NEW: Check out images from GRA's Founder Day presentation by Mrs. Ginny Seifert (Austinburg Historian) HERE!

The First Century:

The school’s founders articulated a philosophy that values physical, intellectual, and moral education that continues to this day. The school (then known as Grand River Institute) was moved to its present location in 1835, when a building that was on the river bank was transported to land in Austinburg after a substantial gift from Joab Austin “lured the school into town.” The actual move was accomplished by 100, 200, or 300 oxen, depending on who tells the story.

The 1930's:

During its first century of existence, the school went through many changes. Its long history almost came to an end with the Great Depression. Fortunately, the school came under the direction of Carl and Ruth Bauder. They lived and worked on campus, building the school back up as a primary and junior high school. To help get through the lean times, they embarked on fundraising trips that took them “as far away as Cleveland.” Together, the Bauders set standards that are upheld today, including an emphasis on boys’ educational needs, individualized instruction, and small class sizes. They also gave the school its current name, Grand River Academy.

The 1960's:

It was on one of the Bauders’ many fundraising trips that they met an entrepreneur and inventor named George Armington, who was ready to retire to a sedate life in Austinburg. With Armington’s support new buildings soon enhanced the campus, which allowed for more students. Having focused on primary education for decades, the school once again offered a high school curriculum. The first two graduates, George Finelli and Roger McCaughtry, received diplomas in 1964. Backed by the Armington family, and buoyed by teachers like Bud Field, whose name now graces Grand River Academy’s Student Center, the school progressed.

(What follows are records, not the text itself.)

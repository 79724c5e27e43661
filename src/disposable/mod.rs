//! Disposable (throw-away) email domains.
//!
//! [`DisposableDomains`] starts from a built-in list and can be refreshed
//! from a remote [`ListSource`]. Every refresh builds a complete new
//! [`DisposableSnapshot`] and swaps it in one step.

mod data;
mod error;
mod refresh;
mod types;

use std::collections::HashSet;
use std::sync::Arc;
use std::time::SystemTime;

use parking_lot::{Mutex, RwLock};

pub use error::RefreshError;
pub use refresh::{
    DEFAULT_SOURCE_URL, HttpListSource, ListSource, RefreshHandle, parse_domain_list,
    spawn_refresher,
};
pub use types::{DisposableSnapshot, SnapshotOrigin};

#[derive(Debug)]
struct Shared {
    current: RwLock<Arc<DisposableSnapshot>>,
    // writers serialize on this; it also holds the caller-added domains
    custom: Mutex<HashSet<String>>,
}

/// Shared, cheaply clonable handle on the current disposable set.
#[derive(Debug, Clone)]
pub struct DisposableDomains {
    shared: Arc<Shared>,
}

impl Default for DisposableDomains {
    fn default() -> Self {
        Self::builtin()
    }
}

impl DisposableDomains {
    pub fn builtin() -> Self {
        Self::from_domains(data::BUILTIN_DOMAINS.iter().copied())
    }

    /// A set seeded with `domains` only, ignoring the built-in list.
    pub fn from_domains<I, S>(domains: I) -> Self
    where
        I: IntoIterator<Item = S>,
        S: AsRef<str>,
    {
        let set = domains
            .into_iter()
            .filter_map(|d| types::normalize(d.as_ref()))
            .collect();
        Self {
            shared: Arc::new(Shared {
                current: RwLock::new(Arc::new(DisposableSnapshot::new(set, SnapshotOrigin::Builtin))),
                custom: Mutex::new(HashSet::new()),
            }),
        }
    }

    pub fn snapshot(&self) -> Arc<DisposableSnapshot> {
        Arc::clone(&self.shared.current.read())
    }

    pub fn contains(&self, domain: &str) -> bool {
        self.snapshot().contains(domain)
    }

    /// True once a remote list has been loaded at least once.
    pub fn has_remote_list(&self) -> bool {
        matches!(self.snapshot().origin(), SnapshotOrigin::Remote { .. })
    }

    /// Adds domains to the current set. They are kept across refreshes.
    /// Returns how many were new.
    pub fn extend<I, S>(&self, domains: I) -> usize
    where
        I: IntoIterator<Item = S>,
        S: AsRef<str>,
    {
        let mut custom = self.shared.custom.lock();
        let added: Vec<String> = domains
            .into_iter()
            .filter_map(|d| types::normalize(d.as_ref()))
            .collect();
        custom.extend(added.iter().cloned());

        let current = self.snapshot();
        let mut next = current.domains().clone();
        let before = next.len();
        next.extend(added);
        let inserted = next.len() - before;
        if inserted > 0 {
            self.swap(DisposableSnapshot::new(next, current.origin().clone()));
        }
        inserted
    }

    /// Fetches a new list from `source` and installs it merged with the
    /// built-in and custom domains. On error the current set is untouched.
    pub async fn refresh_from(&self, source: &dyn ListSource) -> Result<usize, RefreshError> {
        let body = source.fetch().await?;
        let remote = parse_domain_list(source.name(), &body)?;

        let custom = self.shared.custom.lock();
        let mut next: HashSet<String> = data::BUILTIN_DOMAINS
            .iter()
            .map(|d| d.to_string())
            .collect();
        next.extend(remote);
        next.extend(custom.iter().cloned());
        let count = next.len();
        self.swap(DisposableSnapshot::new(
            next,
            SnapshotOrigin::Remote {
                source: source.name().to_string(),
                fetched_at: SystemTime::now(),
            },
        ));
        drop(custom);
        Ok(count)
    }

    fn swap(&self, snapshot: DisposableSnapshot) {
        *self.shared.current.write() = Arc::new(snapshot);
    }
}

#[cfg(test)]
mod tests {
    use super::*;
    use async_trait::async_trait;
    use std::sync::atomic::{AtomicUsize, Ordering};
    use std::time::Duration;

    struct StubSource {
        bodies: Mutex<Vec<Result<String, ()>>>,
        calls: AtomicUsize,
    }

    impl StubSource {
        fn new(bodies: Vec<Result<&str, ()>>) -> Arc<Self> {
            Arc::new(Self {
                bodies: Mutex::new(bodies.into_iter().rev().map(|b| b.map(str::to_string)).collect()),
                calls: AtomicUsize::new(0),
            })
        }
    }

    #[async_trait]
    impl ListSource for StubSource {
        fn name(&self) -> &str {
            "stub"
        }

        async fn fetch(&self) -> Result<String, RefreshError> {
            self.calls.fetch_add(1, Ordering::SeqCst);
            match self.bodies.lock().pop() {
                Some(Ok(body)) => Ok(body),
                _ => Err(RefreshError::Status {
                    source_name: "stub".into(),
                    status: 503,
                }),
            }
        }
    }

    #[test]
    fn builtin_list_knows_common_providers() {
        let set = DisposableDomains::builtin();
        assert!(set.contains("mailinator.com"));
        assert!(set.contains("YOPMAIL.COM"));
        assert!(set.contains("10minutemail.com"));
        assert!(!set.contains("gmail.com"));
        assert!(!set.has_remote_list());
    }

    #[test]
    fn parses_json_and_text_lists() {
        let json = parse_domain_list("t", r#"["Foo.com", "bar.org.", "not a domain"]"#).unwrap();
        assert_eq!(json.len(), 2);
        assert!(json.contains("foo.com") && json.contains("bar.org"));

        let text = parse_domain_list("t", "# header\nfoo.com\n\n  bar.org # trailing\n").unwrap();
        assert_eq!(text.len(), 2);
    }

    #[test]
    fn rejects_empty_and_malformed_lists() {
        assert!(matches!(parse_domain_list("t", "  \n# only comments\n"), Err(RefreshError::Empty { .. })));
        assert!(matches!(parse_domain_list("t", "[\"unterminated"), Err(RefreshError::Malformed { .. })));
        assert!(matches!(parse_domain_list("t", "[]"), Err(RefreshError::Empty { .. })));
    }

    #[tokio::test]
    async fn refresh_swaps_without_touching_old_snapshots() {
        let set = DisposableDomains::from_domains(["old.example"]);
        let before = set.snapshot();

        let source = StubSource::new(vec![Ok("[\"fresh.example\"]")]);
        let count = set.refresh_from(source.as_ref()).await.unwrap();

        assert!(count > 1);
        assert!(before.contains("old.example"));
        assert!(!before.contains("fresh.example"));
        assert!(set.contains("fresh.example"));
        assert!(set.contains("mailinator.com"));
        assert!(set.has_remote_list());
    }

    #[tokio::test]
    async fn failed_refresh_keeps_previous_set() {
        let set = DisposableDomains::builtin();
        let before = set.snapshot();
        let source = StubSource::new(vec![Ok("\n\n")]);
        assert!(set.refresh_from(source.as_ref()).await.is_err());
        assert!(Arc::ptr_eq(&before, &set.snapshot()));
        assert!(set.refresh_from(source.as_ref()).await.is_err());
        assert!(!set.has_remote_list());
    }

    #[tokio::test]
    async fn custom_domains_survive_refresh() {
        let set = DisposableDomains::builtin();
        assert_eq!(set.extend(["my-burner.test", "mailinator.com"]), 1);
        assert!(set.contains("my-burner.test"));

        let source = StubSource::new(vec![Ok("other.example\n")]);
        set.refresh_from(source.as_ref()).await.unwrap();
        assert!(set.contains("my-burner.test"));
        assert!(set.contains("other.example"));
    }

    const LIST_LEN: usize = 50;

    /// Serves list "a" and list "b" in turn.
    struct AlternatingSource {
        turn: AtomicUsize,
    }

    #[async_trait]
    impl ListSource for AlternatingSource {
        fn name(&self) -> &str {
            "alternating"
        }

        async fn fetch(&self) -> Result<String, RefreshError> {
            let tag = if self.turn.fetch_add(1, Ordering::SeqCst) % 2 == 0 { 'a' } else { 'b' };
            Ok((0..LIST_LEN).map(|i| format!("{tag}{i}.example\n")).collect())
        }
    }

    fn assert_complete(snapshot: &DisposableSnapshot) {
        assert!(snapshot.contains("mailinator.com"));
        let count = |tag: char| {
            (0..LIST_LEN)
                .filter(|i| snapshot.contains(&format!("{tag}{i}.example")))
                .count()
        };
        let (a, b) = (count('a'), count('b'));
        assert!(a == 0 || a == LIST_LEN, "partial list a: {a}");
        assert!(b == 0 || b == LIST_LEN, "partial list b: {b}");
        assert!(a == 0 || b == 0, "lists a and b mixed");

        // custom domains are added in order, so a snapshot holding custom-k
        // holds every earlier one too
        let customs = (0..200)
            .take_while(|k| snapshot.contains(&format!("custom-{k}.test")))
            .count();
        assert!((customs..200).all(|k| !snapshot.contains(&format!("custom-{k}.test"))));
    }

    #[tokio::test(flavor = "multi_thread", worker_threads = 4)]
    async fn concurrent_refreshes_never_expose_partial_sets() {
        let set = DisposableDomains::builtin();
        let source = Arc::new(AlternatingSource {
            turn: AtomicUsize::new(0),
        });

        let refresher = {
            let set = set.clone();
            let source = source.clone();
            tokio::spawn(async move {
                for _ in 0..100 {
                    set.refresh_from(source.as_ref()).await.unwrap();
                    tokio::task::yield_now().await;
                }
            })
        };
        let extender = {
            let set = set.clone();
            tokio::spawn(async move {
                for k in 0..200 {
                    set.extend([format!("custom-{k}.test")]);
                    tokio::task::yield_now().await;
                }
            })
        };
        let readers: Vec<_> = (0..4)
            .map(|_| {
                let set = set.clone();
                tokio::spawn(async move {
                    for _ in 0..300 {
                        assert_complete(&set.snapshot());
                        tokio::task::yield_now().await;
                    }
                })
            })
            .collect();

        refresher.await.unwrap();
        extender.await.unwrap();
        for reader in readers {
            reader.await.unwrap();
        }

        let last = set.snapshot();
        assert_complete(&last);
        assert!(last.contains("custom-199.test"));
        assert!(last.contains("custom-0.test"));
        assert!(set.has_remote_list());
    }

    #[tokio::test(start_paused = true)]
    async fn refresher_ticks_and_survives_failures() {
        let set = DisposableDomains::builtin();
        let source = StubSource::new(vec![Err(()), Ok("late.example")]);
        let handle = spawn_refresher(set.clone(), source.clone(), Duration::from_secs(60));

        tokio::time::sleep(Duration::from_secs(1)).await;
        assert_eq!(source.calls.load(Ordering::SeqCst), 1);
        assert!(!set.contains("late.example"));

        tokio::time::sleep(Duration::from_secs(60)).await;
        assert_eq!(source.calls.load(Ordering::SeqCst), 2);
        assert!(set.contains("late.example"));

        drop(handle);
        tokio::time::sleep(Duration::from_secs(600)).await;
        assert_eq!(source.calls.load(Ordering::SeqCst), 2);
    }
}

Under the guidance of Headmaster Tim Viands, Grand River Academy's boarding school for boys continues to grow, both in size and reputation. Now occupying dozens of buildings on 200 acres and serving students from across the United States and around the world, it still remains true to its mission: the physical, intellectual, and moral education of boys through small class sizes, individualized instruction, and supportive teachers.